Progressive cartilage loss is often accompanied by a progressive onset of knee discomfort to the point of pain (gonalgia) resulting in knee osteoarthritis or gonarthrosis.
Knee pain may be present initially at periods, depending on the weather or type of physical activity; later, in the more advanced stages of chondral wear, the pain may become constant and of medium to high intensity.
Knee pain is typically localized in the inner (medial) and posterior areas, although it can also affect the anterior and lateral areas.
Depending on age, knee characteristics, and the extent of cartilage damage, one can rely on various conservative or surgical treatments.
Arthrosis and effusion in the knee
The knee joint is contained by a fibrous capsule lined on the inside with a membrane, called the synovial membrane.
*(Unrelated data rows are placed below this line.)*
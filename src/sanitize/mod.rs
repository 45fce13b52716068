//! Note-body markup sanitization
//!
//! Turns the stored HTML blob into best-effort plain text:
//!
//! 1. lenient parse (malformed forensic data must never fail),
//! 2. locate the document body, else treat the whole input as the body,
//! 3. serialize to indented line-per-node text,
//! 4. strip opening/closing tag lines for the structural allow-list
//!    {div, body, span, b, table, tr, td, tbody, p}.
//!
//! The result is a pure function of the input: same markup in, same text
//! out, no hidden state. Tags outside the allow-list remain in the output.

mod serialize;
mod strip;

pub use serialize::prettify;
pub use strip::strip_structural_tags;

use ego_tree::NodeRef;
use scraper::node::Node;
use scraper::Html;

/// Sanitizes a note's markup blob into readable plain text.
///
/// Never fails: malformed markup degrades to partially-stripped text, and
/// empty input yields the empty string.
pub fn sanitize_markup(markup: &str) -> String {
    if markup.trim().is_empty() {
        return String::new();
    }

    let document = Html::parse_document(markup);
    let root = find_body(&document).unwrap_or_else(|| document.tree.root());
    strip_structural_tags(&prettify(root))
}

/// Finds the body element in the parse tree. The lenient parser synthesizes
/// one for almost any input; `None` only happens for degenerate trees, in
/// which case the whole document is serialized instead.
fn find_body(document: &Html) -> Option<NodeRef<'_, Node>> {
    document
        .tree
        .nodes()
        .find(|node| matches!(node.value(), Node::Element(element) if element.name() == "body"))
}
Normally, the synovial membrane produces a small amount of fluid that provides nourishment for the cartilage and lubrication of the joint; in cases of major trauma or arthrotic degeneration, the synovial membrane may produce fluid that “bulges” the knee (endoarticular effusion).
Thus, in the absence of trauma, it is highly likely that an effusion is due to arthrotic degeneration of the knee.
Diagnosis of knee osteoarthritis
Diagnosis is made with X-rays preferably under load (standing) and MRI.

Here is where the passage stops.